The Lagos Chamber of Commerce & Industry is a non-profit organization that promotes the interests of the business community in Lagos, Nigeria. It provides a platform for businesses to express their opinions and concerns regarding legislative or other measures affecting trade, industry, commerce, and agriculture. The organization also represents the views of the Lagos business community on the economy as a whole. Its main goal is to support the growth and success of businesses in Lagos by advocating for their interests and providing resources and support. It boasts over 1,500 members with the current Director General being Chinyere Almona.

Founded on December 5, 1888, it was incorporated in 1950 as a non-profit making organization, Limited by Guarantee under the Companies Act of 1948. The Lagos Chamber of Commerce is the pioneer chamber of commerce in Nigeria.

Its prestigious Commerce House building which houses its offices is located in Victoria Island, where most Nigerian corporations have their national headquarters.

== Identity and Logo ==
In 2020, the Lagos Chamber of Commerce and Industry unveiled a refreshed visual identity to mark its 130th anniversary.The rebranding initiative aimed to modernize the Chamber's image while honoring its rich heritage.
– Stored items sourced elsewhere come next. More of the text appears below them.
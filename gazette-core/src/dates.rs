//! Date parsing, ordering and display for frontmatter dates.
//!
//! Frontmatter dates are free-form strings. Anything that does not parse is
//! treated as "no date": such pages sort after every dated page.

use crate::models::Page;
use chrono::format::{Item, StrftimeItems};
use chrono::{DateTime, NaiveDate, NaiveDateTime};
use std::cmp::Ordering;
use std::fmt::Write;

/// Format used by [`display_date`] ("March 1, 2019")
pub const DISPLAY_FORMAT: &str = "%B %-d, %Y";

const DATETIME_FORMATS: &[&str] = &["%Y-%m-%d %H:%M:%S", "%Y-%m-%dT%H:%M:%S", "%Y-%m-%d %H:%M"];

/// Parse a frontmatter date
///
/// Accepts RFC 3339 (normalized to UTC), `YYYY-MM-DD HH:MM[:SS]`,
/// `YYYY-MM-DDTHH:MM:SS` and plain `YYYY-MM-DD` (midnight).
pub fn parse_date(raw: &str) -> Option<NaiveDateTime> {
    let raw = raw.trim();
    if raw.is_empty() {
        return None;
    }

    if let Ok(dt) = DateTime::parse_from_rfc3339(raw) {
        return Some(dt.naive_utc());
    }

    DATETIME_FORMATS
        .iter()
        .find_map(|fmt| NaiveDateTime::parse_from_str(raw, fmt).ok())
        .or_else(|| {
            NaiveDate::parse_from_str(raw, "%Y-%m-%d")
                .ok()
                .and_then(|d| d.and_hms_opt(0, 0, 0))
        })
}

/// Parsed date of a page, if it has a valid one
pub fn page_date(page: &Page) -> Option<NaiveDateTime> {
    page.iso_date.as_deref().and_then(parse_date)
}

/// Newest first; undated pages after dated ones, equal otherwise
pub fn compare_dates_desc(a: Option<NaiveDateTime>, b: Option<NaiveDateTime>) -> Ordering {
    match (a, b) {
        (Some(a), Some(b)) => b.cmp(&a),
        (Some(_), None) => Ordering::Less,
        (None, Some(_)) => Ordering::Greater,
        (None, None) => Ordering::Equal,
    }
}

/// Format a raw date with a strftime pattern
///
/// Returns `None` when the date does not parse, the pattern is invalid, or
/// the pattern asks for a field a naive date cannot supply (`%z`, `%Z`).
pub fn format_date(raw: &str, pattern: &str) -> Option<String> {
    if StrftimeItems::new(pattern).any(|item| matches!(item, Item::Error)) {
        return None;
    }
    let date = parse_date(raw)?;
    let mut out = String::new();
    write!(out, "{}", date.format_with_items(StrftimeItems::new(pattern))).ok()?;
    Some(out)
}

/// Human-readable date of a page ("March 1, 2019")
pub fn display_date(page: &Page) -> Option<String> {
    page.iso_date
        .as_deref()
        .and_then(|raw| format_date(raw, DISPLAY_FORMAT))
}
The new logo, designed by the Nigerian creative agency OneWildCard, draws inspiration from the previous logo with the peacock—a symbol of grace, pride, and resilience. This emblem reflects the Chamber's enduring commitment to fostering business growth and economic development in Nigeria.
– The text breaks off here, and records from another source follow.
//! Shared types for gazette
//!
//! This crate provides the small value types used across the gazette
//! crates: routing paths, in-page headers and page icons.

use serde::{Deserialize, Serialize};
use std::fmt;

/// Prefix every article route lives under
pub const ARTICLES_PREFIX: &str = "/articles/";

/// Prefix every tag index route lives under
pub const TAG_PREFIX: &str = "/tag/";

/// Routing path of a page (e.g. "/articles/rust-basics.html")
#[derive(Debug, Clone, PartialEq, Eq, Hash, PartialOrd, Ord, Serialize, Deserialize)]
#[serde(transparent)]
pub struct PagePath(pub String);

impl PagePath {
    pub fn new(path: impl Into<String>) -> Self {
        Self(path.into())
    }

    pub fn as_str(&self) -> &str {
        &self.0
    }

    /// Article routes live under `/articles/`, but the listing page itself is not one
    pub fn is_article(&self) -> bool {
        self.0.starts_with(ARTICLES_PREFIX) && self.0 != ARTICLES_PREFIX
    }

    /// Tag routes: the tag index and every per-tag listing
    pub fn is_tag(&self) -> bool {
        self.0.starts_with(TAG_PREFIX)
    }

    /// The root tag index (`/tag/`)
    pub fn is_tag_root(&self) -> bool {
        self.0 == TAG_PREFIX
    }

    /// Deep link to an anchor within this page
    pub fn with_anchor(&self, slug: &str) -> String {
        format!("{}#{}", self.0, slug)
    }
}

impl fmt::Display for PagePath {
    fn fmt(&self, f: &mut fmt::Formatter<'_>) -> fmt::Result {
        f.write_str(&self.0)
    }
}

impl From<&str> for PagePath {
    fn from(path: &str) -> Self {
        PagePath(path.to_string())
    }
}

impl From<String> for PagePath {
    fn from(path: String) -> Self {
        PagePath(path)
    }
}

impl PartialEq<str> for PagePath {
    fn eq(&self, other: &str) -> bool {
        self.0 == other
    }
}

impl PartialEq<&str> for PagePath {
    fn eq(&self, other: &&str) -> bool {
        self.0 == *other
    }
}

/// A named anchor within a page
#[derive(Debug, Clone, PartialEq, Eq, Serialize, Deserialize)]
pub struct Header {
    /// Heading text
    pub title: String,

    /// Anchor id used in deep links
    pub slug: String,

    /// Heading level (2 for `##`, 3 for `###`)
    #[serde(default = "default_level")]
    pub level: u8,
}

fn default_level() -> u8 {
    2
}

impl Header {
    pub fn new(title: impl Into<String>, slug: impl Into<String>) -> Self {
        Self {
            title: title.into(),
            slug: slug.into(),
            level: default_level(),
        }
    }
}

/// Icon shown next to a page in listings and search suggestions
#[derive(Debug, Clone, Default, PartialEq, Eq, Hash, Serialize, Deserialize)]
#[serde(from = "String", into = "String")]
pub enum Icon {
    News,
    Tag,
    #[default]
    Document,
    /// Explicit icon name from frontmatter
    Custom(String),
}

impl Icon {
    pub fn as_str(&self) -> &str {
        match self {
            Icon::News => "news",
            Icon::Tag => "tag",
            Icon::Document => "document",
            Icon::Custom(name) => name,
        }
    }
}

impl From<String> for Icon {
    fn from(name: String) -> Self {
        match name.as_str() {
            "news" => Icon::News,
            "tag" => Icon::Tag,
            "document" => Icon::Document,
            _ => Icon::Custom(name),
        }
    }
}

impl From<Icon> for String {
    fn from(icon: Icon) -> Self {
        match icon {
            Icon::Custom(name) => name,
            other => other.as_str().to_string(),
        }
    }
}

impl fmt::Display for Icon {
    fn fmt(&self, f: &mut fmt::Formatter<'_>) -> fmt::Result {
        f.write_str(self.as_str())
    }
}

/// Category a page falls into after classification
#[derive(Debug, Clone, Copy, PartialEq, Eq, Serialize, Deserialize)]
#[serde(rename_all = "lowercase")]
pub enum PageKind {
    Article,
    Tag,
    Other,
}

impl PageKind {
    pub fn as_str(&self) -> &'static str {
        match self {
            PageKind::Article => "article",
            PageKind::Tag => "tag",
            PageKind::Other => "other",
        }
    }
}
The redesigned logo was officially introduced during a live event on December 3, 2020, signaling a new era for the organization. The updated identity has since been integrated across the Chamber's digital platforms and official communications, reinforcing its contemporary relevance and longstanding legacy.

== Chamber Awards ==
The Lagos Chamber of Commerce & Industry introduced the Chamber Awards in 2014 to recognize, promote and celebrate private and public institutions operating in Nigeria for best business practices, growth through innovations, business sustainability and positive impact on the people/Society.

The award recognized companies in the following industries - Banking, Insurance, Pension Management, E-Payment, Education, Telecoms, Professional Services, Healthcare, Oil & Gas, Manufacturing, Trade/Retail Trade, Building & Construction and SMEs.

For the 2015 Awards, Beat 99.9 FM on-air personality, Olisa Adibua and Rhythm 93.7 FM on-air personality & celebrity vlogger, Toke Makinwa were selected as the hosts of the 2015 Lagos Chambers of Commerce & Industry (LCCI) Awards.

== International Trade Fair ==
The Lagos Chamber of Commerce & Industry is well known for its annual Lagos International Trade Fair which was launched in 1977. It is said to be the largest trade fair in the West African sub-region and attracts investors from other parts of the world. The trade fair holds in Tafawa Balewa Square, Onikan, Lagos Island.

== Ambassadors ==
In October 2014, Lagos Chamber of Commerce unveiled 2face Idibia, Brymo, Vector and Kunle Afolayan as ambassadors. The entertainers were unveiled during an elaborate ceremony at the Commerce House, which is located on Idowu Taylor Street in Victoria Island, Lagos.